Question: What’s the best floor of a building to throw a cat - TopicsExpress



          

Question: What’s the best floor of a building to throw a cat from? Answer: Any of them above the seventh floor. The Proof: Higher than the seventh floor, it doesn’t really matter how far the cat falls, as long as its oxygen holds out. Like many small animals, cats have a non-fatal terminal velocity – in cats this is about 100 kph or 60 mph. Once they relax, they orientate themselves, spread out, and parachute to earth like a squirrel. Terminal velocity is the point at which a body’s weight equalises against the resistance of the air and it stops accelerating – in humans it’s nearly 195 kph (about 120 mph), reached in free fall at about 550 metres (1,800 feet). There are cats on record that have fallen thirty storeys or more without ill effects. One cat is known to have survived a forty-six-storey fall, and there is even evidence of a cat deliberately thrown out of a Cessna aircraft at 244 metres (800 feet) that survived. A 1987 paper in the Journal of the American Veterinary Medical Association studied 132 cases of cats that had fallen out of high-rise windows in New York. On average they fell 5.5 storeys. Ninety per cent survived, though many suffered serious injuries. The data showed that injuries rose proportionally to the number of storeys fallen – up to seven storeys.

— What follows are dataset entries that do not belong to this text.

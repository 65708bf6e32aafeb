use std::fs::File;
use std::io::{self, BufWriter, Write};
use std::path::{Path, PathBuf};

use anyhow::{Context, Result};
use basecaller::config::ConfigFile;
use basecaller::emit::{write_fasta, write_summary_json, write_tsv};
use basecaller::genomics::{write_statistics, BamAlignmentSource, StatisticsSettings};
use basecaller::{
    position_statistics, CallerConfig, ConsensusEngine, ConsensusError, ConsensusRun,
    ExecutionOptions, RegionSpec,
};
use clap::{Args, Parser, Subcommand};
use tracing::warn;
use tracing_subscriber::EnvFilter;

#[derive(Parser, Debug)]
#[command(name = "basecaller", about = "Bias-weighted consensus base calling from BAM pileups")]
struct Cli {
    /// Log at debug level unless RUST_LOG says otherwise.
    #[arg(long, short, global = true)]
    verbose: bool,

    #[command(subcommand)]
    command: Commands,
}

#[derive(Subcommand, Debug)]
enum Commands {
    /// Call a consensus base at every position of a region.
    Call(CallArgs),
    /// Report per-base statistics at a region of a BAM file.
    Stats(StatsArgs),
}

#[derive(Args, Debug)]
struct CallArgs {
    /// Coordinate-sorted, indexed BAM file.
    bam: PathBuf,
    /// Region as REFERENCE[:START[-STOP]] (default: every reference).
    #[arg(long, short)]
    region: Option<RegionSpec>,
    /// JSON config file with a `base_caller` section.
    #[arg(long)]
    config: Option<PathBuf>,
    /// Minimum base quality.
    #[arg(long)]
    minbq: Option<u8>,
    /// Maximum depth considered per position.
    #[arg(long)]
    maxd: Option<u32>,
    /// Depth below which a position is called N.
    #[arg(long)]
    mind: Option<u32>,
    /// Fraction of weighted evidence for an unambiguous call.
    #[arg(long)]
    minth: Option<f64>,
    /// Base quality at which bias weighting applies.
    #[arg(long)]
    biasth: Option<u8>,
    /// Weight of a base at or above the bias threshold.
    #[arg(long)]
    bias: Option<u32>,
    /// Minimum mapping quality of contributing reads.
    #[arg(long)]
    minmq: Option<u8>,
    /// Worker threads (1 evaluates serially).
    #[arg(long, default_value_t = 1)]
    threads: usize,
    /// Columns per parallel batch.
    #[arg(long, default_value_t = 4096)]
    batch_size: usize,
    /// Per-position TSV report (default: stdout).
    #[arg(long, short)]
    output: Option<PathBuf>,
    /// Consensus FASTA output.
    #[arg(long)]
    fasta: Option<PathBuf>,
    /// Sample name for FASTA headers.
    #[arg(long)]
    sample: Option<String>,
    /// JSON run summary output.
    #[arg(long)]
    summary: Option<PathBuf>,
}

#[derive(Args, Debug)]
struct StatsArgs {
    /// Coordinate-sorted, indexed BAM file.
    bam: PathBuf,
    /// Region as REFERENCE:START-STOP, e.g. Den1Reference:1046-1046.
    region: RegionSpec,
    /// Minimum mapping quality of contributing reads.
    #[arg(long = "min-mapping-qual", visible_alias = "mmq", default_value_t = 25)]
    minmq: u8,
    /// Minimum base quality of contributing bases.
    #[arg(long = "min-base-qual", visible_alias = "mbq", default_value_t = 25)]
    minbq: u8,
    /// Maximum depth counted per position.
    #[arg(long = "max-depth", short = 'm', default_value_t = 100_000)]
    maxd: u32,
    /// Emit one JSON object per position instead of the text report.
    #[arg(long)]
    json: bool,
}

fn main() -> Result<()> {
    let cli = Cli::parse();
    init_tracing(cli.verbose);

    match cli.command {
        Commands::Call(args) => run_call(args)?,
        Commands::Stats(args) => run_stats(args)?,
    }

    Ok(())
}

fn init_tracing(verbose: bool) {
    let default_level = if verbose { "debug" } else { "info" };
    let filter =
        EnvFilter::try_from_default_env().unwrap_or_else(|_| EnvFilter::new(default_level));
    let _ = tracing_subscriber::fmt()
        .with_env_filter(filter)
        .with_target(false)
        .with_writer(io::stderr)
        .try_init();
}

fn build_config(args: &CallArgs) -> Result<CallerConfig> {
    let mut builder = CallerConfig::builder();
    if let Some(path) = &args.config {
        let file = ConfigFile::load(path)
            .with_context(|| format!("failed to load config file {}", path.display()))?;
        builder = builder.apply_section(&file.base_caller)?;
    }
    if let Some(region) = &args.region {
        builder = builder.region(Some(region.clone()));
    }
    if let Some(value) = args.minbq {
        builder = builder.min_base_quality(value);
    }
    if let Some(value) = args.maxd {
        builder = builder.max_depth(value);
    }
    if let Some(value) = args.mind {
        builder = builder.min_depth(value);
    }
    if let Some(value) = args.minth {
        builder = builder.min_consensus_fraction(value);
    }
    if let Some(value) = args.biasth {
        builder = builder.bias_quality_threshold(value);
    }
    if let Some(value) = args.bias {
        builder = builder.bias_factor(value);
    }
    if let Some(value) = args.minmq {
        builder = builder.min_mapping_quality(value);
    }
    builder.build().context("invalid caller configuration")
}

fn run_call(args: CallArgs) -> Result<()> {
    let config = build_config(&args)?;
    let options = ExecutionOptions::parallel(args.threads).with_batch_size(args.batch_size);
    let mut source = BamAlignmentSource::open(&args.bam)
        .with_context(|| format!("failed to open BAM file {}", args.bam.display()))?;

    let engine = ConsensusEngine::new(config).with_execution(options);
    match engine.run(&mut source) {
        Ok(run) => write_outputs(&args, &run),
        Err(ConsensusError::Stream { source, partial }) => {
            warn!(positions = partial.summary.positions, "writing partial output");
            write_outputs(&args, &partial)?;
            Err(source).context("alignment stream failed; output is incomplete")
        }
        Err(err) => Err(err).context("consensus run failed"),
    }
}

fn write_outputs(args: &CallArgs, run: &ConsensusRun) -> Result<()> {
    match &args.output {
        Some(path) => {
            let mut writer = create(path)?;
            write_tsv(&mut writer, run)
                .with_context(|| format!("failed to write report {}", path.display()))?;
        }
        None => {
            let stdout = io::stdout();
            let mut writer = stdout.lock();
            write_tsv(&mut writer, run).context("failed to write report to stdout")?;
        }
    }

    if let Some(path) = &args.fasta {
        let mut writer = create(path)?;
        write_fasta(&mut writer, run, args.sample.as_deref())
            .with_context(|| format!("failed to write consensus {}", path.display()))?;
    }

    if let Some(path) = &args.summary {
        let mut writer = create(path)?;
        write_summary_json(&mut writer, &run.summary)
            .with_context(|| format!("failed to write summary {}", path.display()))?;
    }

    Ok(())
}

fn create(path: &Path) -> Result<BufWriter<File>> {
    let file =
        File::create(path).with_context(|| format!("failed to create {}", path.display()))?;
    Ok(BufWriter::new(file))
}

fn run_stats(args: StatsArgs) -> Result<()> {
    let settings = StatisticsSettings {
        min_mapping_quality: args.minmq,
        min_base_quality: args.minbq,
        max_depth: args.maxd,
    };
    let mut source = BamAlignmentSource::open(&args.bam)
        .with_context(|| format!("failed to open BAM file {}", args.bam.display()))?;
    let columns = position_statistics(&mut source, &args.region, settings)
        .with_context(|| format!("failed to gather statistics for {}", args.bam.display()))?;

    let stdout = io::stdout();
    let mut out = BufWriter::new(stdout.lock());
    let mut report = String::new();
    for column in columns {
        let column = column
            .with_context(|| format!("failed to gather statistics for {}", args.bam.display()))?;
        if args.json {
            serde_json::to_writer(&mut out, &column).context("failed to write statistics")?;
            writeln!(out)?;
        } else {
            report.clear();
            write_statistics(&mut report, &settings, &column)?;
            out.write_all(report.as_bytes())?;
        }
    }
    out.flush()?;
    Ok(())
}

Above seven storeys, the number of injuries per cat sharply declined. In other words, the further the cat fell, the better its chances. Other Odd Facts: The most famous human free-falls are Vesna Vulović, who fell 10,600 metres (34,777 feet) when a terrorist bomb destroyed her Yugoslavian airlines DC-10 in 1972, and Flight Sergeant Nicholas Alkemade, an RAF tailgunner who leaped from his burning Lancaster in 1944, falling 5,800 metres (19,000 feet). Vulović broke both legs, and suffered some spinal damage, but was saved by the fact that her seat and the toilet booth it was attached to took the impact.